The government insists this is a “multilayered issue” requiring “multi-agency cooperation.” That sounds impressive until you look at the results:


  • 250 firebombings linked to tobacco turf wars

  • At least two murders

  • Criminal syndicates openly selling tobacco online under the government’s nose


This isn’t just a health issue; it’s a public safety crisis. And it was entirely predictable. You don’t create a product with a legal price of $40 and an illegal price of $20 without handing organised crime the greatest business opportunity of the century.


The Real Problem: Ideology Over Evidence


Shuhyta’s position was created inside the Department of Health—the same department that engineered this prohibitionist mess. That means the “independent” commissioner is already handcuffed by the same ideology: protect the tobacco excise strategy at all costs, even as it fails in plain sight.


The hard truth is this:


  • You can’t police your way out of a policy crisis.

  • You can’t seize your way out of a black market this size.

  • And you can’t pretend nicotine use is falling when all you’ve done is push it underground.


As Pike bluntly said: “This is a self-inflicted policy crisis that needs action now.”


What Needs to Change


  1. Stop the denial. Admit that excessive excise created this mess.

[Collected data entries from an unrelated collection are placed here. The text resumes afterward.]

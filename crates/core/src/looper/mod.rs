use std::{collections::BTreeMap, fmt, sync::Arc, time::Duration};

use crate::{ClockError, LoopSlots, MasterClock, Registration, Result};

/// Callback fired at the top of every loop iteration.
pub type Trigger = Arc<dyn Fn() + Send + Sync>;

/// Repeats a trigger every `loop_beats` beats on a shared [`MasterClock`].
///
/// The scheduled callback holds its own clone of the trigger, never the
/// looper, so dropping the looper is enough to stop it.
pub struct Looper {
    clock: Arc<MasterClock>,
    slot: String,
    tag: String,
    loop_beats: f64,
    interval: Duration,
    trigger: Trigger,
    looping: bool,
}

impl Looper {
    pub fn new<F>(
        clock: Arc<MasterClock>,
        slot: impl Into<String>,
        loop_beats: f64,
        trigger: F,
    ) -> Result<Self>
    where
        F: Fn() + Send + Sync + 'static,
    {
        let slot = slot.into();
        let interval = clock
            .tempo()
            .beats_to_duration(loop_beats)
            .ok_or_else(|| {
                ClockError::msg(format!(
                    "loop `{slot}` must last a positive number of beats (got {loop_beats})"
                ))
            })?;

        Ok(Self {
            clock,
            tag: format!("looper:{slot}"),
            slot,
            loop_beats,
            interval,
            trigger: Arc::new(trigger),
            looping: false,
        })
    }

    pub fn slot(&self) -> &str {
        &self.slot
    }

    /// Tag the loop is registered under on the clock.
    pub fn tag(&self) -> &str {
        &self.tag
    }

    pub fn loop_beats(&self) -> f64 {
        self.loop_beats
    }

    pub fn interval(&self) -> Duration {
        self.interval
    }

    /// Schedules the trigger to repeat every loop length. The first
    /// iteration fires one loop length from now.
    pub fn start_loop(&mut self) -> Registration {
        let trigger = self.trigger.clone();
        let outcome = self
            .clock
            .schedule(move || trigger(), self.interval, &self.tag, true);
        self.looping = outcome != Registration::Rejected;
        if self.looping {
            tracing::debug!(slot = %self.slot, loop_beats = self.loop_beats, "loop started");
        }
        outcome
    }

    pub fn stop_loop(&mut self) -> bool {
        if !self.looping {
            return false;
        }
        self.looping = false;
        tracing::debug!(slot = %self.slot, "loop stopped");
        self.clock.cancel(&self.tag)
    }

    pub fn is_looping(&self) -> bool {
        self.looping && self.clock.contains(&self.tag)
    }
}

impl Drop for Looper {
    fn drop(&mut self) {
        self.stop_loop();
    }
}

impl fmt::Debug for Looper {
    fn fmt(&self, f: &mut fmt::Formatter<'_>) -> fmt::Result {
        f.debug_struct("Looper")
            .field("slot", &self.slot)
            .field("loop_beats", &self.loop_beats)
            .field("interval", &self.interval)
            .field("looping", &self.looping)
            .finish()
    }
}

/// Keeps one running [`Looper`] per active entry of a [`LoopSlots`] table.
#[derive(Debug)]
pub struct LooperBank {
    clock: Arc<MasterClock>,
    loopers: BTreeMap<String, Looper>,
}

impl LooperBank {
    pub fn new(clock: Arc<MasterClock>) -> Self {
        Self {
            clock,
            loopers: BTreeMap::new(),
        }
    }

    /// Starts loopers for newly active slots and drops the ones whose slot
    /// went inactive. `make_trigger` is called once per started slot.
    pub fn sync<F, T>(&mut self, slots: &LoopSlots, mut make_trigger: F) -> Result<()>
    where
        F: FnMut(&str) -> T,
        T: Fn() + Send + Sync + 'static,
    {
        self.loopers.retain(|name, _| slots.is_active(name));

        for name in slots.active_slots() {
            if self.loopers.contains_key(&name) {
                continue;
            }
            let Some(loop_beats) = slots.loop_beats(&name) else {
                continue;
            };
            let trigger = make_trigger(&name);
            let mut looper = Looper::new(self.clock.clone(), name.clone(), loop_beats, trigger)?;
            looper.start_loop();
            self.loopers.insert(name, looper);
        }
        Ok(())
    }

    pub fn get(&self, slot: &str) -> Option<&Looper> {
        self.loopers.get(slot)
    }

    /// Slots with a running looper, in name order.
    pub fn running(&self) -> Vec<String> {
        self.loopers.keys().cloned().collect()
    }

    pub fn len(&self) -> usize {
        self.loopers.len()
    }

    pub fn is_empty(&self) -> bool {
        self.loopers.is_empty()
    }

    pub fn clear(&mut self) {
        self.loopers.clear();
    }
}
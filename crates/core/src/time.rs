use chrono::{DateTime, Duration, Utc};

/// Source of wall-clock time for stores and services.
///
/// Stores stamp player documents with this clock, so tests pin it with
/// [`Clock::Fixed`] to get reproducible `created_at` / `last_played_at` values.
#[derive(Debug, Clone, Copy, Default, PartialEq, Eq)]
pub enum Clock {
    #[default]
    System,
    Fixed(DateTime<Utc>),
}

impl Clock {
    #[must_use]
    pub fn system() -> Self {
        Self::System
    }

    #[must_use]
    pub fn fixed(at: DateTime<Utc>) -> Self {
        Self::Fixed(at)
    }

    #[must_use]
    pub fn now(&self) -> DateTime<Utc> {
        match self {
            Clock::System => Utc::now(),
            Clock::Fixed(at) => *at,
        }
    }

    /// Moves a fixed clock forward. A system clock is left untouched.
    pub fn advance(&mut self, delta: Duration) {
        if let Clock::Fixed(at) = self {
            *at += delta;
        }
    }
}

/// 2023-11-14T22:13:20Z, used wherever tests need a stable instant.
pub const FIXED_TEST_TIMESTAMP: i64 = 1_700_000_000;

/// Deterministic instant for tests.
///
/// # Panics
///
/// Panics if the fixed timestamp cannot be represented.
#[must_use]
pub fn fixed_now() -> DateTime<Utc> {
    DateTime::<Utc>::from_timestamp(FIXED_TEST_TIMESTAMP, 0)
        .expect("fixed timestamp should be valid")
}

#[must_use]
pub fn fixed_clock() -> Clock {
    Clock::fixed(fixed_now())
}
use crate::model::{Question, SessionResult};

/// Mutable per-game state.
///
/// Reset at every session start and owned by whoever drives the session; the
/// mutators only ever move it forward (time never increases, counters never drop).
#[derive(Debug, Clone, PartialEq, Eq)]
pub struct Session {
    score: u32,
    attempted: u32,
    time_remaining: u32,
    ended: bool,
    current_question: Option<Question>,
}

impl Session {
    #[must_use]
    pub fn new(duration_secs: u32) -> Self {
        Self {
            score: 0,
            attempted: 0,
            time_remaining: duration_secs,
            ended: false,
            current_question: None,
        }
    }

    #[must_use]
    pub fn score(&self) -> u32 {
        self.score
    }

    #[must_use]
    pub fn attempted(&self) -> u32 {
        self.attempted
    }

    #[must_use]
    pub fn time_remaining(&self) -> u32 {
        self.time_remaining
    }

    #[must_use]
    pub fn is_ended(&self) -> bool {
        self.ended
    }

    #[must_use]
    pub fn current_question(&self) -> Option<&Question> {
        self.current_question.as_ref()
    }

    pub fn set_question(&mut self, question: Question) {
        self.current_question = Some(question);
    }

    pub fn clear_question(&mut self) {
        self.current_question = None;
    }

    /// Counts an answer and returns whether it matched the current question.
    ///
    /// Returns `None` when no question is loaded; nothing is counted then.
    pub fn record_answer(&mut self, index: usize) -> Option<bool> {
        let correct = self.current_question.as_ref()?.is_correct(index);
        self.attempted = self.attempted.saturating_add(1);
        if correct {
            self.score = self.score.saturating_add(1);
        }
        Some(correct)
    }

    /// Removes one second and returns what is left.
    pub fn tick(&mut self) -> u32 {
        self.time_remaining = self.time_remaining.saturating_sub(1);
        self.time_remaining
    }

    /// Flags the session as ended. Returns `true` only on the first call.
    pub fn mark_ended(&mut self) -> bool {
        if self.ended {
            return false;
        }
        self.ended = true;
        true
    }

    #[must_use]
    pub fn result(&self) -> SessionResult {
        SessionResult::from_counts(self.score, self.attempted)
    }
}
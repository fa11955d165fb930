use std::time::Duration;

use thiserror::Error;

#[derive(Debug, Error, Clone, PartialEq, Eq)]
#[non_exhaustive]
pub enum SettingsError {
    #[error("session length must be at least one second")]
    InvalidSessionLength,

    #[error("question retry limit must be > 0")]
    InvalidRetryLimit,

    #[error("remote transaction attempts must be > 0")]
    InvalidTransactionAttempts,

    #[error("leaderboard size must be > 0")]
    InvalidLeaderboardSize,
}

/// Tunables for the quiz loop and stats commits.
#[derive(Debug, Clone, PartialEq, Eq)]
pub struct QuizSettings {
    session_secs: u32,
    feedback_grace: Duration,
    question_retry_backoff: Duration,
    question_retry_limit: u32,
    remote_transaction_attempts: u32,
    leaderboard_size: u32,
}

impl Default for QuizSettings {
    /// One-minute rounds with a 220 ms answer flash.
    fn default() -> Self {
        Self {
            session_secs: 60,
            feedback_grace: Duration::from_millis(220),
            question_retry_backoff: Duration::from_millis(50),
            question_retry_limit: 40,
            remote_transaction_attempts: 5,
            leaderboard_size: 100,
        }
    }
}

impl QuizSettings {
    /// Creates custom settings.
    ///
    /// # Errors
    ///
    /// Returns `SettingsError` if any count or the session length is zero.
    pub fn new(
        session_secs: u32,
        feedback_grace: Duration,
        question_retry_backoff: Duration,
        question_retry_limit: u32,
        remote_transaction_attempts: u32,
        leaderboard_size: u32,
    ) -> Result<Self, SettingsError> {
        if session_secs == 0 {
            return Err(SettingsError::InvalidSessionLength);
        }
        if question_retry_limit == 0 {
            return Err(SettingsError::InvalidRetryLimit);
        }
        if remote_transaction_attempts == 0 {
            return Err(SettingsError::InvalidTransactionAttempts);
        }
        if leaderboard_size == 0 {
            return Err(SettingsError::InvalidLeaderboardSize);
        }

        Ok(Self {
            session_secs,
            feedback_grace,
            question_retry_backoff,
            question_retry_limit,
            remote_transaction_attempts,
            leaderboard_size,
        })
    }

    /// Same settings with a different round length.
    ///
    /// # Errors
    ///
    /// Returns `SettingsError::InvalidSessionLength` for zero.
    pub fn with_session_secs(mut self, session_secs: u32) -> Result<Self, SettingsError> {
        if session_secs == 0 {
            return Err(SettingsError::InvalidSessionLength);
        }
        self.session_secs = session_secs;
        Ok(self)
    }

    #[must_use]
    pub fn session_secs(&self) -> u32 {
        self.session_secs
    }

    #[must_use]
    pub fn feedback_grace(&self) -> Duration {
        self.feedback_grace
    }

    #[must_use]
    pub fn question_retry_backoff(&self) -> Duration {
        self.question_retry_backoff
    }

    #[must_use]
    pub fn question_retry_limit(&self) -> u32 {
        self.question_retry_limit
    }

    #[must_use]
    pub fn remote_transaction_attempts(&self) -> u32 {
        self.remote_transaction_attempts
    }

    #[must_use]
    pub fn leaderboard_size(&self) -> u32 {
        self.leaderboard_size
    }
}

#[cfg(test)]
mod tests {
    use super::*;

    #[test]
    fn defaults_match_a_one_minute_round() {
        let settings = QuizSettings::default();
        assert_eq!(settings.session_secs(), 60);
        assert_eq!(settings.feedback_grace(), Duration::from_millis(220));
        assert_eq!(settings.leaderboard_size(), 100);
    }

    #[test]
    fn zero_values_are_rejected() {
        let grace = Duration::from_millis(220);
        let backoff = Duration::from_millis(50);
        assert_eq!(
            QuizSettings::new(0, grace, backoff, 1, 1, 1),
            Err(SettingsError::InvalidSessionLength)
        );
        assert_eq!(
            QuizSettings::new(60, grace, backoff, 0, 1, 1),
            Err(SettingsError::InvalidRetryLimit)
        );
        assert_eq!(
            QuizSettings::new(60, grace, backoff, 1, 0, 1),
            Err(SettingsError::InvalidTransactionAttempts)
        );
        assert_eq!(
            QuizSettings::default().with_session_secs(0),
            Err(SettingsError::InvalidSessionLength)
        );
    }
}
#![forbid(unsafe_code)]

pub mod error;
pub mod generator;
pub mod model;
pub mod time;

pub use generator::QuestionGenerator;
pub use time::Clock;
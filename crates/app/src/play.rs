use std::io::BufRead;

use quiz_core::model::{GradeTier, Identity, Question};
use services::{AppServices, RemoteOutcome, SessionCommand, SessionEvent};
use tokio::sync::mpsc;
use tracing::warn;

/// Plays one timed round on the terminal.
pub async fn play(
    services: &AppServices,
    grade: Option<GradeTier>,
    identity: Option<Identity>,
) -> Result<(), Box<dyn std::error::Error>> {
    let players = services.players();
    let tier = match grade {
        Some(tier) => {
            players.select_grade(tier).await?;
            tier
        }
        None => players.selected_grade().await?,
    };

    if let Some(identity) = &identity {
        match players.record_login(identity).await {
            Ok(record) => println!("Signed in as {}", record.username),
            Err(err) => warn!(error = %err, "could not record sign-in; playing on"),
        }
    }

    println!(
        "{tier}: {} seconds. Answer with 1-4, q to stop.",
        services.settings().session_secs()
    );

    let (command_tx, command_rx) = mpsc::channel(16);
    let (event_tx, mut events) = mpsc::channel(64);
    spawn_stdin_reader(command_tx);

    let runner = services.session_runner(identity);
    let session = tokio::spawn(runner.run(tier, command_rx, event_tx));

    let mut current: Option<Question> = None;
    let mut asked = 0_u32;
    while let Some(event) = events.recv().await {
        match event {
            SessionEvent::Question(question) => {
                asked += 1;
                print_question(asked, &question);
                current = Some(question);
            }
            SessionEvent::Tick { time_remaining } => {
                if time_remaining % 15 == 0 || time_remaining <= 5 {
                    println!("  [{time_remaining}s left]");
                }
            }
            SessionEvent::Feedback(feedback) => {
                if feedback.correct {
                    println!("  correct ({}/{})", feedback.score, feedback.attempted);
                } else {
                    let answer = current
                        .as_ref()
                        .map_or("?", |q| q.options()[feedback.correct_index].as_str());
                    println!(
                        "  wrong, it was {answer} ({}/{})",
                        feedback.score, feedback.attempted
                    );
                }
            }
            SessionEvent::Rejected(err) => println!("  ({err})"),
            SessionEvent::Ended { time_remaining, .. } => {
                if time_remaining == 0 {
                    println!("Time's up!");
                } else {
                    println!("Stopped with {time_remaining}s left.");
                }
                show_results(services).await?;
            }
            SessionEvent::Recorded(report) => print_remote(&report.remote),
            SessionEvent::Unavailable => println!("Questions are unavailable right now."),
        }
    }

    // Surfaces an unavailable question source as an error.
    session.await??;
    Ok(())
}

/// The results view: shown as soon as the round ends, while the online
/// commit may still be in flight.
async fn show_results(services: &AppServices) -> Result<(), Box<dyn std::error::Error>> {
    let stats = services.stats();
    if let Some(last) = stats.take_last_session().await? {
        println!(
            "You scored {}/{} ({}%).",
            last.score, last.attempted, last.percentage
        );
    }
    let local = stats.local_stats().await?;
    println!(
        "Average over {} games: {}%",
        local.games_played, local.average
    );
    Ok(())
}

fn print_question(number: u32, question: &Question) {
    println!();
    println!("Q{number}. {}", question.prompt());
    for (i, option) in question.options().iter().enumerate() {
        println!("  {}) {option}", i + 1);
    }
}

fn print_remote(outcome: &RemoteOutcome) {
    match outcome {
        RemoteOutcome::Anonymous => {}
        RemoteOutcome::EmptyRun => println!("Nothing answered, leaderboard unchanged."),
        RemoteOutcome::AlreadyCommitted => println!("This round was already saved."),
        RemoteOutcome::Committed { stats } => println!(
            "Saved: {} games, {:.1}% average.",
            stats.games_played, stats.avg_percent
        ),
        RemoteOutcome::Failed { reason } => println!("Could not save online stats: {reason}"),
    }
}

/// Reads answers on a plain thread; tokio's stdin would hold up runtime
/// shutdown while blocked on a read.
fn spawn_stdin_reader(commands: mpsc::Sender<SessionCommand>) {
    std::thread::spawn(move || {
        for line in std::io::stdin().lock().lines() {
            let Ok(line) = line else { break };
            let command = match line.trim() {
                "q" | "Q" => SessionCommand::End,
                raw => match raw.parse::<usize>() {
                    Ok(n @ 1..=4) => SessionCommand::Answer(n - 1),
                    _ => {
                        println!("  type 1-4, or q to stop");
                        continue;
                    }
                },
            };
            if commands.blocking_send(command).is_err() {
                break;
            }
        }
    });
}
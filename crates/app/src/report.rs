use quiz_core::model::Identity;
use services::AppServices;

pub async fn stats(
    services: &AppServices,
    identity: Option<&Identity>,
    json: bool,
) -> Result<(), Box<dyn std::error::Error>> {
    let stats = services.stats();
    let local = stats.local_stats().await?;
    let remote = match identity {
        Some(identity) => Some(stats.remote_stats(&identity.player_id).await?),
        None => None,
    };

    if json {
        let body = serde_json::json!({ "local": local, "remote": remote });
        println!("{}", serde_json::to_string_pretty(&body)?);
        return Ok(());
    }

    println!(
        "This device: {} games, {}% average",
        local.games_played, local.average
    );
    if let Some(remote) = remote {
        println!(
            "Online: {} games, {}/{} correct, {:.1}% average, {:.2} correct per game",
            remote.games_played,
            remote.total_correct,
            remote.total_attempted,
            remote.avg_percent,
            remote.avg_correct_per_game
        );
    }
    Ok(())
}

pub async fn leaderboard(
    services: &AppServices,
    limit: Option<u32>,
    json: bool,
) -> Result<(), Box<dyn std::error::Error>> {
    let entries = services.leaderboard().top(limit).await?;

    if json {
        println!("{}", serde_json::to_string_pretty(&entries)?);
        return Ok(());
    }
    if entries.is_empty() {
        println!("No games played yet.");
        return Ok(());
    }
    for entry in &entries {
        let place = entry
            .medal
            .map_or_else(|| format!("{:>2}.", entry.rank), |m| format!("{} ", m.symbol()));
        println!(
            "{place} {:<20} {:>5.1}%  {} games",
            entry.username, entry.avg_percent, entry.games_played
        );
    }
    Ok(())
}
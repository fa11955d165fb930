use std::fmt;

use super::fraction::Fraction;

/// A number stored in tenths so one-decimal values stay exact.
#[derive(Debug, Clone, Copy, PartialEq, Eq, Hash, PartialOrd, Ord)]
pub struct Tenths(pub i64);

impl Tenths {
    #[must_use]
    pub fn from_whole(value: i64) -> Self {
        Self(value * 10)
    }

    #[must_use]
    pub fn is_whole(self) -> bool {
        self.0 % 10 == 0
    }
}

impl fmt::Display for Tenths {
    fn fmt(&self, f: &mut fmt::Formatter<'_>) -> fmt::Result {
        let sign = if self.0 < 0 { "-" } else { "" };
        let abs = self.0.unsigned_abs();
        write!(f, "{sign}{}.{}", abs / 10, abs % 10)
    }
}

/// The value behind an option, before it becomes a display string.
///
/// Correct answers and distractors share this type, so a distractor is always
/// derived from the exact answer rather than from its rendering.
#[derive(Debug, Clone, Copy, PartialEq, Eq)]
pub enum Answer {
    Whole(i64),
    /// Always shown with one decimal place (`7.0`).
    Decimal(Tenths),
    /// Shown as an integer when whole, otherwise with one decimal (`7`, `7.5`).
    Trimmed(Tenths),
    Fraction(Fraction),
    Ratio(i64, i64),
}

impl Answer {
    /// Exact value as `(numerator, positive denominator)`.
    fn rational(&self) -> (i128, i128) {
        match *self {
            Answer::Whole(n) => (i128::from(n), 1),
            Answer::Decimal(t) | Answer::Trimmed(t) => (i128::from(t.0), 10),
            Answer::Fraction(f) => (i128::from(f.num()), i128::from(f.den())),
            Answer::Ratio(a, b) => (i128::from(a), i128::from(b)),
        }
    }

    #[must_use]
    pub fn same_value(&self, other: &Answer) -> bool {
        let (an, ad) = self.rational();
        let (bn, bd) = other.rational();
        an * bd == bn * ad
    }

    #[must_use]
    pub fn is_negative(&self) -> bool {
        self.rational().0 < 0
    }

    /// The `step`-th fallback near this answer: offsets run `+1, -1, +2, -2, …`
    /// in the answer's own unit.
    pub(crate) fn nudged(&self, step: i64) -> Option<Answer> {
        let offset = if step % 2 == 1 { (step + 1) / 2 } else { -(step / 2) };
        match *self {
            Answer::Whole(n) => Some(Answer::Whole(n + offset)),
            Answer::Decimal(t) => Some(Answer::Decimal(Tenths(t.0 + offset))),
            Answer::Trimmed(t) => Some(Answer::Trimmed(Tenths(t.0 + 5 * offset))),
            Answer::Fraction(f) => {
                Some(Answer::Fraction(Fraction::unreduced(f.num() + offset, f.den()).simplified()))
            }
            Answer::Ratio(a, b) => (b + offset > 0).then_some(Answer::Ratio(a, b + offset)),
        }
    }
}

impl fmt::Display for Answer {
    fn fmt(&self, f: &mut fmt::Formatter<'_>) -> fmt::Result {
        match self {
            Answer::Whole(n) => write!(f, "{n}"),
            Answer::Decimal(t) => write!(f, "{t}"),
            Answer::Trimmed(t) if t.is_whole() => write!(f, "{}", t.0 / 10),
            Answer::Trimmed(t) => write!(f, "{t}"),
            Answer::Fraction(frac) => write!(f, "{frac}"),
            Answer::Ratio(a, b) => write!(f, "{a}:{b}"),
        }
    }
}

  2. Pause the tax hikes. At a minimum, stop making the black market even more profitable.

  3. Consider regulated alternatives. Safe, legal vaping products could undercut illicit tobacco and reduce harm if only the government stopped banning them.

  4. Focus on crime prevention, not revenue protection. The current system funds gangs, not hospitals.


Until these truths are faced, the government will continue to brag about “record seizures” while criminal syndicates laugh all the way to the bank.


Australia is now the global case study in how not to do tobacco control. We’ve turned a public health challenge into a violent, billion-dollar black market. And unless Canberra drops the ideological blinders, the crisis will only deepen.